In a recent letter, Don Flood asked me to address Sen. McConnell’s statement that he is not an impartial juror. 

When President Clinton was being tried in the Senate, Chief Justice Rehnquist was asked to rule on whether senators were jurors, and he said no, the Senate is a court and by inference the senators are judges.  So Mr. McConnell was correct and honest.  He is not a juror at all; impartial or otherwise.  And I think the mechanics of what we see bears that out. 

The House has managers who present their case and President Trump has a defense team to defend himself.  And the senators vote on whether he should be removed from office.

Now I might be challenged that the real question was whether Mr. McConnell, as either judge or juror, is impartial. 

And I would respond that that is parsing language.  And lawyers and newspaper reporters, both professions whose livelihoods depend on parsing language, should be more careful.  Had the reporter asked, “Can you be impartial” and stopped there, he may have had Mr. McConnell over a barrel.  He asked the wrong question, which is a shame as anyone can Google the Senate’s role in impeachment and get Justice Rehnquist’s answer.  The reporter didn’t do his homework and didn’t ask the right question.  As a retired reporter, Mr. Flood should both know how to parse language and do a little homework.

But this also goes to the gist of my last letter.  The impeachment process is like no other in our legal system.  And, as Publius (otherwise known as Alexander Hamilton) wrote over 200 years ago, it is an inherently political process. 

As the Republican leader in the Senate I believe it’s obvious that Mr.
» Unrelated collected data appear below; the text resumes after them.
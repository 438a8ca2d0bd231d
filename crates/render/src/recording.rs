//! In-memory backend that records every call.
//!
//! Hands out sequential handles from a single counter, so objects created
//! after an invalidation never reuse an earlier handle. Used by tests and by
//! the CLI when no GPU is wanted.

use std::collections::HashMap;

use framegraph_ecs::TextureFormat;
use glam::UVec3;

use crate::backend::{
    BackendError, BackendResult, BindingSetDescriptor, BindingSetHandle, BufferDescriptor,
    BufferHandle, GraphicsBackend, PipelineDescriptor, PipelineHandle, ResourceHandle,
    SamplerDescriptor, SamplerHandle, TextureDescriptor, TextureHandle,
};

#[derive(Debug, Clone, PartialEq, Eq)]
pub enum BackendCall {
    CreateTexture {
        handle: TextureHandle,
        label: String,
        format: TextureFormat,
        width: u32,
        height: u32,
        usage: u32,
    },
    CreateBuffer {
        handle: BufferHandle,
        label: String,
        size: u64,
        usage: u32,
    },
    WriteBuffer {
        buffer: BufferHandle,
        len: usize,
    },
    CreateSampler {
        handle: SamplerHandle,
        label: String,
    },
    CreatePipeline {
        handle: PipelineHandle,
        label: String,
    },
    CreateBindingSet {
        handle: BindingSetHandle,
        pipeline: PipelineHandle,
        group: u32,
        resources: Vec<ResourceHandle>,
    },
    SubmitCompute {
        pipeline: PipelineHandle,
        binding: Option<BindingSetHandle>,
        workgroups: UVec3,
    },
    SubmitDraw {
        pipeline: PipelineHandle,
        binding: Option<BindingSetHandle>,
        vertex_count: u32,
    },
    Resize {
        width: u32,
        height: u32,
    },
}

impl BackendCall {
    pub fn is_submission(&self) -> bool {
        matches!(self, Self::SubmitCompute { .. } | Self::SubmitDraw { .. })
    }
}

#[derive(Debug, Default)]
pub struct RecordingBackend {
    calls: Vec<BackendCall>,
    next_handle: u64,
    pipeline_labels: HashMap<PipelineHandle, String>,
    buffer_sizes: HashMap<BufferHandle, u64>,
    submissions_attempted: usize,
    fail_submission: Option<(usize, BackendError)>,
    fail_pipeline: Option<BackendError>,
}

impl RecordingBackend {
    pub fn new() -> Self {
        Self::default()
    }

    pub fn calls(&self) -> &[BackendCall] {
        &self.calls
    }

    pub fn clear_calls(&mut self) {
        self.calls.clear();
    }

    pub fn count(&self, pred: impl Fn(&BackendCall) -> bool) -> usize {
        self.calls.iter().filter(|c| pred(c)).count()
    }

    pub fn submissions(&self) -> impl Iterator<Item = &BackendCall> {
        self.calls.iter().filter(|c| c.is_submission())
    }

    /// Labels of the pipelines submitted so far, in submission order.
    pub fn submitted_labels(&self) -> Vec<&str> {
        self.submissions()
            .filter_map(|call| match call {
                BackendCall::SubmitCompute { pipeline, .. } | BackendCall::SubmitDraw { pipeline, .. } => {
                    self.pipeline_labels.get(pipeline).map(String::as_str)
                }
                _ => None,
            })
            .collect()
    }

    pub fn pipeline_label(&self, pipeline: PipelineHandle) -> Option<&str> {
        self.pipeline_labels.get(&pipeline).map(String::as_str)
    }

    /// Make the `nth` submission from now (1-based) fail once with `error`.
    pub fn fail_submission(&mut self, nth: usize, error: BackendError) {
        self.fail_submission = Some((self.submissions_attempted + nth.max(1), error));
    }

    /// Make the next pipeline creation fail once with `error`.
    pub fn fail_pipeline_creation(&mut self, error: BackendError) {
        self.fail_pipeline = Some(error);
    }

    /// Create a pipeline without going through a descriptor.
    pub fn register_pipeline(&mut self, label: &str) -> PipelineHandle {
        let handle = PipelineHandle(self.next_id());
        self.pipeline_labels.insert(handle, label.to_string());
        handle
    }

    fn next_id(&mut self) -> u64 {
        self.next_handle += 1;
        self.next_handle
    }

    fn check_submission(&mut self, pipeline: PipelineHandle) -> BackendResult<()> {
        self.submissions_attempted += 1;
        let due = matches!(&self.fail_submission, Some((nth, _)) if *nth == self.submissions_attempted);
        if due && let Some((_, error)) = self.fail_submission.take() {
            return Err(error);
        }
        if !self.pipeline_labels.contains_key(&pipeline) {
            return Err(BackendError::InvalidHandle(format!("pipeline {}", pipeline.raw())));
        }
        Ok(())
    }
}

impl GraphicsBackend for RecordingBackend {
    fn name(&self) -> &str {
        "recording"
    }

    fn create_texture(&mut self, desc: &TextureDescriptor) -> BackendResult<TextureHandle> {
        if desc.width == 0 || desc.height == 0 {
            return Err(BackendError::TextureCreation(format!(
                "{}: zero-sized {}x{}",
                desc.label, desc.width, desc.height
            )));
        }
        let handle = TextureHandle(self.next_id());
        self.calls.push(BackendCall::CreateTexture {
            handle,
            label: desc.label.clone(),
            format: desc.format,
            width: desc.width,
            height: desc.height,
            usage: desc.usage,
        });
        Ok(handle)
    }

    fn create_buffer(&mut self, desc: &BufferDescriptor) -> BackendResult<BufferHandle> {
        if desc.size == 0 {
            return Err(BackendError::BufferCreation(format!("{}: zero-sized", desc.label)));
        }
        let handle = BufferHandle(self.next_id());
        self.buffer_sizes.insert(handle, desc.size);
        self.calls.push(BackendCall::CreateBuffer {
            handle,
            label: desc.label.clone(),
            size: desc.size,
            usage: desc.usage,
        });
        Ok(handle)
    }

    fn write_buffer(&mut self, buffer: BufferHandle, data: &[u8]) -> BackendResult<()> {
        match self.buffer_sizes.get(&buffer) {
            None => Err(BackendError::InvalidHandle(format!("buffer {}", buffer.raw()))),
            Some(size) if data.len() as u64 > *size => Err(BackendError::Submission(format!(
                "write of {} bytes into buffer of {size}",
                data.len()
            ))),
            Some(_) => {
                self.calls.push(BackendCall::WriteBuffer {
                    buffer,
                    len: data.len(),
                });
                Ok(())
            }
        }
    }

    fn create_sampler(&mut self, desc: &SamplerDescriptor) -> BackendResult<SamplerHandle> {
        let handle = SamplerHandle(self.next_id());
        self.calls.push(BackendCall::CreateSampler {
            handle,
            label: desc.label.clone(),
        });
        Ok(handle)
    }

    fn create_pipeline(&mut self, desc: &PipelineDescriptor) -> BackendResult<PipelineHandle> {
        if let Some(error) = self.fail_pipeline.take() {
            return Err(error);
        }
        let handle = PipelineHandle(self.next_id());
        self.pipeline_labels.insert(handle, desc.label().to_string());
        self.calls.push(BackendCall::CreatePipeline {
            handle,
            label: desc.label().to_string(),
        });
        Ok(handle)
    }

    fn create_binding_set(
        &mut self,
        pipeline: PipelineHandle,
        desc: &BindingSetDescriptor,
    ) -> BackendResult<BindingSetHandle> {
        if !self.pipeline_labels.contains_key(&pipeline) {
            return Err(BackendError::InvalidHandle(format!("pipeline {}", pipeline.raw())));
        }
        let handle = BindingSetHandle(self.next_id());
        self.calls.push(BackendCall::CreateBindingSet {
            handle,
            pipeline,
            group: desc.group,
            resources: desc.resources.clone(),
        });
        Ok(handle)
    }

    fn submit_compute(
        &mut self,
        pipeline: PipelineHandle,
        binding: Option<BindingSetHandle>,
        workgroups: UVec3,
    ) -> BackendResult<()> {
        self.check_submission(pipeline)?;
        self.calls.push(BackendCall::SubmitCompute {
            pipeline,
            binding,
            workgroups,
        });
        Ok(())
    }

    fn submit_draw(
        &mut self,
        pipeline: PipelineHandle,
        binding: Option<BindingSetHandle>,
        vertex_count: u32,
    ) -> BackendResult<()> {
        self.check_submission(pipeline)?;
        self.calls.push(BackendCall::SubmitDraw {
            pipeline,
            binding,
            vertex_count,
        });
        Ok(())
    }

    fn resize(&mut self, width: u32, height: u32) -> BackendResult<()> {
        self.calls.push(BackendCall::Resize { width, height });
        Ok(())
    }
}

#[cfg(test)]
mod tests {
    use super::*;
    use framegraph_ecs::Topology;

    fn render_desc(label: &str) -> PipelineDescriptor {
        PipelineDescriptor::Render {
            label: label.to_string(),
            vertex_shader: "vertex.wgsl".to_string(),
            fragment_shader: "fragment.wgsl".to_string(),
            topology: Topology::TriangleList,
        }
    }

    #[test]
    fn handles_are_sequential_across_kinds() {
        let mut backend = RecordingBackend::new();
        let tex = backend
            .create_texture(&TextureDescriptor {
                label: "t".into(),
                format: TextureFormat::Rgba8Unorm,
                width: 2,
                height: 2,
                usage: 0,
            })
            .unwrap();
        let sampler = backend
            .create_sampler(&SamplerDescriptor { label: "s".into() })
            .unwrap();
        assert_eq!(tex.raw() + 1, sampler.raw());
    }

    #[test]
    fn nth_submission_fails_once() {
        let mut backend = RecordingBackend::new();
        let pipeline = backend.create_pipeline(&render_desc("p")).unwrap();
        backend.fail_submission(2, BackendError::OutOfMemory);

        backend.submit_draw(pipeline, None, 3).unwrap();
        assert_eq!(
            backend.submit_draw(pipeline, None, 3),
            Err(BackendError::OutOfMemory)
        );
        backend.submit_draw(pipeline, None, 3).unwrap();
        assert_eq!(backend.submissions().count(), 2);
        assert_eq!(backend.submitted_labels(), vec!["p", "p"]);
    }

    #[test]
    fn pipeline_failure_is_one_shot() {
        let mut backend = RecordingBackend::new();
        backend.fail_pipeline_creation(BackendError::PipelineCreation("bad".into()));
        assert!(backend.create_pipeline(&render_desc("p")).is_err());
        assert!(backend.create_pipeline(&render_desc("p")).is_ok());
    }

    #[test]
    fn unknown_pipeline_is_rejected() {
        let mut backend = RecordingBackend::new();
        let err = backend.submit_draw(PipelineHandle(99), None, 3).unwrap_err();
        assert!(matches!(err, BackendError::InvalidHandle(_)));
    }

    #[test]
    fn oversize_write_is_rejected() {
        let mut backend = RecordingBackend::new();
        let buffer = backend
            .create_buffer(&BufferDescriptor {
                label: "b".into(),
                size: 4,
                usage: 0,
            })
            .unwrap();
        assert!(backend.write_buffer(buffer, &[0; 8]).is_err());
        backend.write_buffer(buffer, &[0; 4]).unwrap();
    }
}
McConnell is not impartial.  And, like with Nixon and Clinton, it’s up to the House to both assert a crime has been committed and provide enough evidence to convince the public, on whose votes the senators rely, that the president deserves removal.  In my own opinion, and for an action this serious, innocence must be presumed and there needs to be enough evidence to establish that a crime has been committed before the defendant is formally charged.  

With Nixon, the Democrats went to court, got the Nixon tapes and forced Nixon out.  With Clinton, the Republicans had Linda Tripp and the blue dress, and Clinton lost his law license, but that was all insufficient to change public opinion, so he stayed in office. Each was proven to have committed true crimes. With Trump, I don’t think the House met that standard.

Recall that they started quid pro quo which they then turned to bribery, a true crime.  But they backed away from these when the polls didn’t support the move and they found that many politicians would fail the same test.  They then moved to “abuse of power” which isn’t a statutory crime.  “Abuse of power” can be asserted by any party who’s not in power and sees the other party taking actions they don’t like.  It’s not a crime; it’s an opinion.  

Further, it seems that the managers want the Senate to conduct the basic fact-finding that wasn’t done in the House for expediency purposes.  They object when the defendant refuses to cooperate, saying “prove your innocence,” and that shouldn’t sit well with anyone who has faith in the American justice system. 

After all, who wants to be put in a position to have to prove they are not a criminal?  As I said in my last letter, I don’t think anyone would want to be tried under this process.

With our primary information source being a highly biased media, it’s difficult to tell what’s really going on.  But if the polls are any indication, the managers haven’t made their case.  But I will again say that to win their case, the managers need to find the smoking gun that has eluded them for the past several months.  And they shouldn’t expect the president to help them find it. 

So first a true crime and then true evidence.  Good luck with that.

One last word on the smoking gun; it won’t be found in the president’s tax returns.  He gets audited every year as it is, what does anyone expect to find?  Personally I would like to see President Obama’s college application and transcripts.  But at the same time I don’t want to provoke a constitutional crisis if we found he was born elsewhere.